On Wed, 20 Jan 2021, Zack Weinberg wrote:
Now we've all had a while to recover from the long-awaited Autoconf
2.70 release, I'd like to start a conversation about where the
Autotools in general might be going in the future. Clearly any future
development depends on finding people who will do the work, but before
we worry about that I think we might want to figure out what work we
_want_ to do.
Zack, your text was excellent and I agree with all of it.
Autotools is in great danger of becoming irrelevant, at least for new
software development. A lot of people feel hostile toward it.

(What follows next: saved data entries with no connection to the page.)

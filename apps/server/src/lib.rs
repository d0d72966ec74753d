//! # iredo API Server
//!
//! A web server built on `Axum` with OpenAPI documentation wiring.
//!
//! ## Example
//! ```no_run
//! use iredo_server::Server;
//!
//! #[tokio::main]
//! async fn main() -> anyhow::Result<()> {
//!     Server::builder()
//!         .port(4583)
//!         .build()?
//!         .run()
//!         .await
//! }
//! ```

mod router;

use anyhow::{Context, Result};
use axum::http::uri::{Authority, PathAndQuery, Scheme};
use axum::http::{HeaderMap, StatusCode, Uri, header};
use axum::response::Redirect;
use axum::Router;
use axum_server::Handle;
use iredo::domain::config::ApiConfig;
use iredo::kernel::server::ApiState;
use std::net::SocketAddr;
use std::time::Duration;
use tokio::signal;
use tracing::{error, info, warn};

/// A fluent builder for configuring and initializing the [`Server`].
#[must_use = "builders do nothing unless you call .build()"]
#[derive(Debug, Default)]
pub struct ServerBuilder {
    cfg: ApiConfig,
}

impl ServerBuilder {
    /// Set up the server's configuration.
    pub fn config(mut self, cfg: ApiConfig) -> Self {
        self.cfg = cfg;
        self
    }

    pub fn port(mut self, port: u16) -> Self {
        self.cfg.server.port = port;
        self
    }

    fn validate_ssl_config(&self) -> Result<()> {
        if let Some(ssl) = &self.cfg.server.ssl {
            if !ssl.cert.exists() {
                anyhow::bail!("SSL certificate not found at: {}", ssl.cert.display());
            }
            if !ssl.key.exists() {
                anyhow::bail!("SSL key not found at: {}", ssl.key.display());
            }

            #[cfg(unix)]
            {
                use std::os::unix::fs::PermissionsExt;
                let metadata = ssl.key.metadata()?;
                if metadata.permissions().mode() & 0o077 != 0 {
                    tracing::warn!(
                        "SECURITY: SSL Private Key {} has insecure permissions (should be 600)",
                        ssl.key.display()
                    );
                }
            }
        }
        Ok(())
    }

    /// Consumes the builder and initializes the server.
    ///
    /// # Errors
    /// Returns an error if SSL certificate/key files cannot be found.
    pub fn build(self) -> Result<Server> {
        self.validate_ssl_config()?;

        let address = SocketAddr::new(self.cfg.server.address, self.cfg.server.port);

        info!(
            address = %address,
            "Initializing server"
        );

        let state = ApiState::new(self.cfg);
        Ok(Server { state })
    }
}

/// A fully initialized server instance ready to run.
#[must_use = "call .run().await to start the server"]
#[derive(Debug)]
pub struct Server {
    state: ApiState,
}

impl Server {
    /// Returns a new [`ServerBuilder`] to configure the server.
    pub fn builder() -> ServerBuilder {
        ServerBuilder::default()
    }

    /// Assembles the request pipeline for this server instance.
    ///
    /// Exposed so in-process tests can drive the router without binding
    /// sockets.
    #[must_use]
    pub fn router(&self) -> Router {
        router::init(self.state.clone())
    }

    /// Starts the server and runs until the shutdown signal is received.
    ///
    /// When TLS material is configured, a plaintext listener is bound next to
    /// the TLS listener; its only job is to redirect every request to the
    /// `https://` equivalent.
    ///
    /// # Errors
    /// Returns an error if the server fails to bind to the configured address
    /// or if SSL/TLS setup fails.
    pub async fn run(self) -> Result<()> {
        let cfg = self.state.config.clone();
        let address = SocketAddr::new(cfg.server.address, cfg.server.port);

        info!(
            address = %address,
            ssl = cfg.server.ssl.is_some(),
            development = self.state.development(),
            "Starting server"
        );

        let app = self.router();

        // Graceful shutdown wiring
        let handle = Handle::<SocketAddr>::new();
        let redirect_handle = Handle::<SocketAddr>::new();
        let shutdown_handle = handle.clone();
        let shutdown_redirect_handle = redirect_handle.clone();

        // Spawn shutdown signal listener
        tokio::spawn(async move {
            if let Err(e) = shutdown_signal().await {
                error!("Error while waiting for shutdown signal: {e}");
                return;
            }
            info!("Shutdown signal received, starting graceful shutdown...");
            shutdown_redirect_handle.graceful_shutdown(Some(Duration::from_secs(30)));
            shutdown_handle.graceful_shutdown(Some(Duration::from_secs(30)));
        });

        if let Some(ssl_config) = &cfg.server.ssl {
            // HTTPS mode with a plaintext redirect listener alongside
            info!("Starting HTTPS server on https://{address}");

            let tls_config = axum_server::tls_rustls::RustlsConfig::from_pem_file(
                &ssl_config.cert,
                &ssl_config.key,
            )
            .await
            .context("Failed to load SSL/TLS certificates")?;

            let http_address = SocketAddr::new(cfg.server.address, cfg.server.http_port);
            let https_port = cfg.server.port;
            tokio::spawn(async move {
                if let Err(e) =
                    redirect_http_to_https(http_address, https_port, redirect_handle).await
                {
                    error!("HTTP redirect listener failed: {e}");
                }
            });

            axum_server::bind_rustls(address, tls_config)
                .handle(handle)
                .serve(app.into_make_service())
                .await
                .context("HTTPS server failed")?;
        } else {
            // HTTP mode; nothing to redirect to without TLS material
            info!("Starting HTTP server on http://{address}");

            axum_server::bind(address)
                .handle(handle)
                .serve(app.into_make_service())
                .await
                .context("HTTP server failed")?;
        }

        info!("Server shutdown complete");
        Ok(())
    }

    /// Returns a reference to the application state.
    #[must_use]
    pub const fn state(&self) -> &ApiState {
        &self.state
    }
}

/// The plaintext listener's app: every request is answered with a 307 to the
/// TLS listener, whatever the path. CORS sits in front so even cross-origin
/// preflights to the plaintext port behave. Requests without a usable `Host`
/// header have no redirect target and are rejected with 400.
#[must_use]
pub fn redirect_app(https_port: u16) -> Router {
    let redirect = move |headers: HeaderMap, uri: Uri| async move {
        let host = headers
            .get(header::HOST)
            .and_then(|value| value.to_str().ok())
            .ok_or(StatusCode::BAD_REQUEST)?;

        match https_equivalent(host, uri, https_port) {
            Ok(target) => Ok(Redirect::temporary(&target.to_string())),
            Err(e) => {
                warn!("Failed to convert URI to HTTPS: {e}");
                Err(StatusCode::BAD_REQUEST)
            }
        }
    };

    Router::new().fallback(redirect).layer(router::allow_all_cors())
}

/// Serves the plaintext listener built by [`redirect_app`].
async fn redirect_http_to_https(
    address: SocketAddr,
    https_port: u16,
    handle: Handle<SocketAddr>,
) -> Result<()> {
    let app = redirect_app(https_port);

    info!("Starting HTTP redirect listener on http://{address}");

    axum_server::bind(address)
        .handle(handle)
        .serve(app.into_make_service())
        .await
        .context("HTTP redirect listener failed")?;

    Ok(())
}

/// Maps a plaintext request URI to its TLS equivalent, preserving path and
/// query. The standard port (443) is omitted from the rewritten authority.
fn https_equivalent(host: &str, uri: Uri, https_port: u16) -> Result<Uri> {
    let mut parts = uri.into_parts();

    parts.scheme = Some(Scheme::HTTPS);
    if parts.path_and_query.is_none() {
        parts.path_and_query = Some(PathAndQuery::from_static("/"));
    }

    // Strip any port carried in the Host header; IPv6 literals keep their brackets.
    let authority = host.parse::<Authority>().context("Invalid Host header")?;
    let bare_host = authority.host();

    let rewritten = if https_port == 443 {
        bare_host.to_owned()
    } else {
        format!("{bare_host}:{https_port}")
    };
    parts.authority = Some(rewritten.parse::<Authority>().context("Invalid authority")?);

    Uri::from_parts(parts).context("Failed to reassemble URI")
}

/// Listens for shutdown signals (Ctrl+C, SIGTERM).
async fn shutdown_signal() -> Result<()> {
    let ctrl_c = async { signal::ctrl_c().await.context("Failed to install Ctrl+C handler") };

    #[cfg(unix)]
    let terminate = async {
        signal::unix::signal(signal::unix::SignalKind::terminate())
            .context("Failed to install SIGTERM handler")?
            .recv()
            .await;
        Ok::<_, anyhow::Error>(())
    };

    #[cfg(not(unix))]
    let terminate = std::future::pending::<Result<()>>();

    tokio::select! {
        res = ctrl_c => {
            res.context("Ctrl+C signal received")?;
        },
        res = terminate => {
            res.context("SIGTERM signal received")?;
        },
    }

    Ok(())
}

#[cfg(test)]
mod tests {
    use super::*;

    #[test]
    fn https_equivalent_preserves_path_and_query() {
        let uri: Uri = "/api/rooms?page=2".parse().expect("uri");
        let target = https_equivalent("localhost:8080", uri, 8443).expect("mapping");
        assert_eq!(target.to_string(), "https://localhost:8443/api/rooms?page=2");
    }

    #[test]
    fn https_equivalent_omits_standard_port() {
        let uri: Uri = "/api/rooms".parse().expect("uri");
        let target = https_equivalent("example.com", uri, 443).expect("mapping");
        assert_eq!(target.to_string(), "https://example.com/api/rooms");
    }

    #[test]
    fn https_equivalent_defaults_empty_path_to_root() {
        let uri = Uri::default();
        let target = https_equivalent("example.com:8080", uri, 8443).expect("mapping");
        assert_eq!(target.to_string(), "https://example.com:8443/");
    }

    #[test]
    fn https_equivalent_keeps_ipv6_brackets() {
        let uri: Uri = "/api/rooms".parse().expect("uri");
        let target = https_equivalent("[::1]:8080", uri, 8443).expect("mapping");
        assert_eq!(target.to_string(), "https://[::1]:8443/api/rooms");
    }

    #[test]
    fn builder_rejects_missing_tls_material() {
        let mut cfg = ApiConfig::default();
        cfg.server.ssl = Some(iredo::domain::config::SslConfig {
            cert: "/definitely/not/there.pem".into(),
            key: "/definitely/not/there.key".into(),
        });

        let err = Server::builder().config(cfg).build().expect_err("missing cert should fail");
        assert!(err.to_string().contains("SSL certificate not found"));
    }
}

It seems to me that Autoconf is too difficult to work on. There is
too much to become expert at in order for new volunteers to make an
impact. The same is true for libtool.
In my opinion, a new "language" designed specifically to meet the
needs of Autoconf should be developed and Autoconf should be
re-implemented using it. There should be no more need to run external
utilities like 'sed', or 'awk' or other things which can be
implemented internally in a way which does not suffer from the white
space and delimiter issues that shell script does.
It seems that the core precept that Automake should produce portable
makefiles should be re-evaluated if most systems provide GNU make, or
can easily be updated have it. There is a fork of Automake which was
re-done to be based on GNU Make. This assumes that makefiles written
in GNU make can noticeably improve things.
I like your idea of supporting other underlying build tools besides
'make'. Make's dependence on matching rules and file time stamps is
problematic and it does not scale. It is unfortunate that GNU
produced a much more powerful 'make' tool (a paradigm invented in
1976), but not a new build tool with fresh ideas to improve build
quality and reduce build times on modern systems.
The macro definitions provided by Autoconf have been proven by the
test of time and allow the underlying implementation to be changed.
Only surrounding shell script might need to be changed if the
underlying implementation changes.
The support for 'distcheck' is excellent.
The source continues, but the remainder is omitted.